On average, U.S. workers with artificial intelligence skills earn a wage premium of up to 25%, but some jobs could see raises of double that amount, according to PwC.
The consultancy analyzed 500 million job advertisements from 15 countries to look at the impact of AI on employment, skills, wages and productivity. The report, released on Tuesday, found that the U.S. has an AI skills premium of 25%, ahead of 14% in the UK, 11% in Canada, 7% in Singapore and 6% in Australia.
Digging deeper into individual jobs, PwC found that job ads for U.S. database designers and administrators that require AI skills are offering 53% higher wages than job ads in the same category that don’t require AI skills.
This isn’t surprising, since generative AI techniques require massive amounts of capacity to train large language models like OpenAI’s ChatGPT, which is driving data center boom. Indeed, leading AI chip supplier Nvidia reported a more than tripled rise in first-quarter revenue, driven by sales to data centers.
But lawyers can also get a raise: In the US, job ads seeking lawyers with AI skills promise 49% higher wages than ads seeking lawyers without AI skills.
Similarly, sales and marketing managers with AI skills are expected to see a 43% wage increase, while financial analysts and accountants can expect increases of 33% and 18% respectively.
“Countries and sectors with high demand for AI skills are likely to have a higher wage premium, especially if there is a shortage of skilled professionals, while sectors with an abundant supply of AI talent are likely to have a lower wage premium,” Mehdi Saneh, senior economist at PwC UK, said in a statement. “While a low wage premium may not sound very appealing on the surface, all else being equal, it indicates a balance between labour supply and demand, which may encourage greater AI adoption and innovation in the long term.”
PwC also showed that job growth in certain “AI-related occupations,” such as customer service, slowed by 27%, suggesting that AI is easing labor shortages.
The report noted that the data does not indicate a period of job losses, but rather a period of modest growth.
Yet while demand for some skills has skyrocketed, some skills that AI can perform have declined. For example, according to PwC, demand for AI/machine learning reasoning skills has surged 113%, while demand for coding in JavaScript, which can be replaced by AI, has fallen 37%. Elsewhere, demand for computer graphics skills has fallen 30%, and demand for cold calling skills has fallen 37%.
However, other skills that require more human contact are in higher demand: yoga skills are up 426%, sports coaching 178%, child protection 156% and laser hair removal 84%.

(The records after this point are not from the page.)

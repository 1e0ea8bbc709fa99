use std::{collections::HashSet, fmt};

use log::info;

use crate::{
  align::ALIGNMENT,
  block::{Arena, Block, FIRST_BLOCK, MIN_BLOCK_SIZE, PROLOGUE, PROLOGUE_SIZE, Tag},
  free_list::FreeList,
};

/// A broken heap invariant. Offsets are relative to the arena base.
#[derive(Debug, Clone, Copy, PartialEq, Eq)]
pub enum Violation {
  BadPrologue { header: Tag, footer: Tag },
  BadEpilogue { offset: usize, tag: Tag },
  /// The block walk ended somewhere other than the end of the arena.
  EpilogueMisplaced { offset: usize, expected: usize },
  Misaligned { offset: usize },
  TagMismatch { offset: usize, header: Tag, footer: Tag },
  Undersized { offset: usize, size: usize },
  /// A block claims to extend past the end of the arena; the walk stops there.
  OutOfBounds { offset: usize, size: usize },
  AdjacentFree { offset: usize },
  /// A free block that cannot be reached from the free-list head.
  Unlisted { offset: usize },
  /// The free list points at something that is not a free block; the walk stops there.
  ListedNotFree { offset: usize },
  ListCycle { offset: usize },
  BrokenBackLink { offset: usize },
}

impl fmt::Display for Violation {
  fn fmt(
    &self,
    f: &mut fmt::Formatter<'_>,
  ) -> fmt::Result {
    match self {
      Self::BadPrologue { header, footer } => {
        write!(f, "bad prologue: header {header} footer {footer}")
      }
      Self::BadEpilogue { offset, tag } => write!(f, "{offset:#x}: bad epilogue header {tag}"),
      Self::EpilogueMisplaced { offset, expected } => {
        write!(f, "block walk ended at {offset:#x}, arena ends at {expected:#x}")
      }
      Self::Misaligned { offset } => write!(f, "{offset:#x}: payload is not {ALIGNMENT}-byte aligned"),
      Self::TagMismatch {
        offset,
        header,
        footer,
      } => write!(f, "{offset:#x}: header {header} does not match footer {footer}"),
      Self::Undersized { offset, size } => {
        write!(f, "{offset:#x}: size {size} is below the minimum block size")
      }
      Self::OutOfBounds { offset, size } => {
        write!(f, "{offset:#x}: size {size} runs past the end of the heap")
      }
      Self::AdjacentFree { offset } => write!(f, "{offset:#x}: free block follows a free block"),
      Self::Unlisted { offset } => write!(f, "{offset:#x}: free block missing from the free list"),
      Self::ListedNotFree { offset } => write!(f, "{offset:#x}: free list entry is not a free block"),
      Self::ListCycle { offset } => write!(f, "{offset:#x}: free list revisits a block"),
      Self::BrokenBackLink { offset } => write!(f, "{offset:#x}: prev link does not match predecessor"),
    }
  }
}

/// Walks the arena and the free list once each, collecting every violation.
pub fn validate(
  arena: &Arena,
  free: &FreeList,
  verbose: bool,
) -> Vec<Violation> {
  let mut violations = Vec::new();

  if verbose {
    info!("heap ({:p}, {} bytes):", arena.address(Block::at(0)), arena.len());
  }

  let header = arena.header(PROLOGUE);
  let footer = arena.prev_footer(FIRST_BLOCK);
  if header != Tag::pack(PROLOGUE_SIZE, true) || footer != header {
    violations.push(Violation::BadPrologue { header, footer });
  }

  let free_blocks = walk_blocks(arena, verbose, &mut violations);
  walk_free_list(arena, free, &free_blocks, &mut violations);

  violations
}

/// Prologue to epilogue by size. Returns the free blocks seen on the way.
fn walk_blocks(
  arena: &Arena,
  verbose: bool,
  violations: &mut Vec<Violation>,
) -> HashSet<Block> {
  let mut free_blocks = HashSet::new();
  let mut prev_free = false;
  let mut block = FIRST_BLOCK;

  loop {
    let header = arena.header(block);
    let offset = block.offset();
    let size = header.size();

    if size == 0 {
      break;
    }

    let end = match offset.checked_add(size) {
      Some(end) if end <= arena.len() => end,
      _ => {
        violations.push(Violation::OutOfBounds { offset, size });
        return free_blocks;
      }
    };

    let footer = arena.footer(block);

    if verbose {
      info!("{offset:#x}: header: {header} footer: {footer}");
    }

    if offset % ALIGNMENT != 0 {
      violations.push(Violation::Misaligned { offset });
    }
    if size < MIN_BLOCK_SIZE {
      violations.push(Violation::Undersized { offset, size });
    }
    if header != footer {
      violations.push(Violation::TagMismatch {
        offset,
        header,
        footer,
      });
    }

    let free = !header.is_allocated();
    if free {
      if prev_free {
        violations.push(Violation::AdjacentFree { offset });
      }
      free_blocks.insert(block);
    }
    prev_free = free;

    block = Block::at(end);
  }

  let offset = block.offset();
  let tag = arena.header(block);

  if verbose {
    info!("{offset:#x}: EOL");
  }

  if offset != arena.len() {
    violations.push(Violation::EpilogueMisplaced {
      offset,
      expected: arena.len(),
    });
  }
  if !tag.is_allocated() {
    violations.push(Violation::BadEpilogue { offset, tag });
  }

  free_blocks
}

/// Follows `next_free` from the head, only through blocks the arena walk
/// proved to be free, so a corrupt link cannot send it out of bounds.
fn walk_free_list(
  arena: &Arena,
  free: &FreeList,
  free_blocks: &HashSet<Block>,
  violations: &mut Vec<Violation>,
) {
  let mut listed = HashSet::new();
  let mut prev = None;
  let mut cursor = free.head();

  while let Some(block) = cursor {
    if !free_blocks.contains(&block) {
      violations.push(Violation::ListedNotFree {
        offset: block.offset(),
      });
      break;
    }
    if !listed.insert(block) {
      violations.push(Violation::ListCycle {
        offset: block.offset(),
      });
      break;
    }
    if arena.prev_free(block) != prev {
      violations.push(Violation::BrokenBackLink {
        offset: block.offset(),
      });
    }

    prev = Some(block);
    cursor = arena.next_free(block);
  }

  let mut unlisted: Vec<Block> = free_blocks.difference(&listed).copied().collect();
  unlisted.sort();
  violations.extend(unlisted.into_iter().map(|block| Violation::Unlisted {
    offset: block.offset(),
  }));
}

#[cfg(test)]
mod tests {
  use std::ptr::{self, NonNull};

  use test_log::test;

  use super::*;
  use crate::{Heap, HeapConfig, block::INITIAL_IMAGE, store::MmapStore};

  fn test_heap() -> Heap<MmapStore> {
    Heap::init(MmapStore::with_capacity(1 << 16).unwrap(), HeapConfig::default()).unwrap()
  }

  /// Prologue, `layout` blocks back to back, epilogue; nothing listed.
  fn test_arena(
    buffer: &mut Vec<u128>,
    layout: &[(usize, bool)],
  ) -> Arena {
    let len = INITIAL_IMAGE + layout.iter().map(|&(size, _)| size).sum::<usize>();
    buffer.resize(len / 16 + 1, 0);
    let mut arena = Arena::new(NonNull::new(buffer.as_mut_ptr() as *mut u8).unwrap(), len);

    arena.set_tags(PROLOGUE, PROLOGUE_SIZE, true);
    let mut block = FIRST_BLOCK;
    for &(size, allocated) in layout {
      arena.set_tags(block, size, allocated);
      block = arena.next_block(block);
    }
    arena.write_epilogue();

    arena
  }

  #[test]
  fn test_fresh_heap_is_clean() {
    let mut heap = test_heap();
    assert_eq!(heap.check(true), vec![]);

    let a = heap.allocate(100);
    let _b = heap.allocate(200);
    unsafe { heap.release(a) };

    assert_eq!(heap.check(true), vec![]);
  }

  #[test]
  fn test_detects_overflow_into_footer() {
    let mut heap = test_heap();

    let a = heap.allocate(40);
    let _b = heap.allocate(40);

    // Writes one word past the payload, over the footer.
    unsafe {
      let capacity = heap.usable_size(NonNull::new(a).unwrap());
      ptr::write_bytes(a.add(capacity), 0xFF, 8);
    }

    let violations = heap.check(false);
    assert!(matches!(violations[..], [Violation::TagMismatch { .. }]), "{violations:?}");
  }

  #[test]
  fn test_detects_clobbered_free_link() {
    let mut heap = test_heap();

    let a = heap.allocate(40);
    let _b = heap.allocate(40);
    unsafe {
      heap.release(a);
      // Use after free: zero the next link, cutting the tail of the list off.
      ptr::write_bytes(a, 0, 8);
    }

    let violations = heap.check(false);
    assert_eq!(violations.len(), 1);
    assert!(matches!(violations[0], Violation::Unlisted { .. }));
  }

  #[test]
  fn test_detects_adjacent_free_and_unlisted() {
    let mut buffer = Vec::new();
    let arena = test_arena(&mut buffer, &[(32, true), (48, false), (64, false)]);
    let free = FreeList::new();

    let violations = validate(&arena, &free, false);

    assert_eq!(
      violations,
      vec![
        Violation::AdjacentFree { offset: 112 },
        Violation::Unlisted { offset: 64 },
        Violation::Unlisted { offset: 112 },
      ]
    );
  }

  #[test]
  fn test_detects_bad_sentinels() {
    let mut buffer = Vec::new();
    let mut arena = test_arena(&mut buffer, &[(32, true)]);

    arena.set_header(PROLOGUE, Tag::pack(PROLOGUE_SIZE, false));
    let epilogue = arena.epilogue();
    arena.set_header(epilogue, Tag::pack(0, false));

    let violations = validate(&arena, &FreeList::new(), false);

    assert_eq!(violations.len(), 2);
    assert!(matches!(violations[0], Violation::BadPrologue { .. }));
    assert!(matches!(violations[1], Violation::BadEpilogue { offset, .. } if offset == arena.len()));
  }

  #[test]
  fn test_detects_oversized_block() {
    let mut buffer = Vec::new();
    let mut arena = test_arena(&mut buffer, &[(32, true), (32, true)]);

    arena.set_header(FIRST_BLOCK, Tag::pack(4096, true));

    let violations = validate(&arena, &FreeList::new(), false);

    assert_eq!(
      violations,
      vec![Violation::OutOfBounds {
        offset: FIRST_BLOCK.offset(),
        size: 4096,
      }]
    );
  }

  #[test]
  fn test_detects_undersized_and_misplaced_end() {
    let mut buffer = Vec::new();
    let mut arena = test_arena(&mut buffer, &[(32, true), (32, true)]);

    // Shrinks the first block to 16 bytes: the walk then lands mid-block.
    arena.set_tags(FIRST_BLOCK, 16, true);

    let violations = validate(&arena, &FreeList::new(), false);

    assert!(violations.contains(&Violation::Undersized {
      offset: FIRST_BLOCK.offset(),
      size: 16,
    }));
    assert!(violations.contains(&Violation::EpilogueMisplaced {
      offset: FIRST_BLOCK.offset() + 16,
      expected: arena.len(),
    }));
  }

  #[test]
  fn test_detects_list_cycle() {
    let mut buffer = Vec::new();
    let mut arena = test_arena(&mut buffer, &[(48, false), (32, true), (48, false)]);
    let mut free = FreeList::new();

    let first = FIRST_BLOCK;
    let second = Block::at(FIRST_BLOCK.offset() + 80);
    free.insert(&mut arena, first);
    free.insert(&mut arena, second);
    arena.set_next_free(first, Some(second));

    let violations = validate(&arena, &free, false);

    assert_eq!(
      violations,
      vec![Violation::ListCycle {
        offset: second.offset(),
      }]
    );
  }

  #[test]
  fn test_violation_messages() {
    let violation = Violation::TagMismatch {
      offset: 0x40,
      header: Tag::pack(48, true),
      footer: Tag::pack(32, false),
    };
    assert_eq!(violation.to_string(), "0x40: header [48:a] does not match footer [32:f]");
  }
}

“Many who predict that AI will cause a sharp decline in employment are asking the wrong question,” says PwC. “Those who predict that AI will have a negative impact on overall employment often look back and ask whether AI can perform some tasks the same way it did in the past. The answer is yes. But the right question is how will AI empower us to do entirely new things, creating new roles and even new industries?”
Earlier this month, Microsoft and LinkedIn released the 2024 Annual Work Trends Index, which found that 71% of leaders prefer to hire candidates with AI skills over those with traditional experience, and only 25% of companies plan to offer training in generative AI this year.
The report revealed that 77% of leaders intend to delegate increased responsibilities to early-career hires who are familiar with AI, which could suggest an advantage for younger applicants.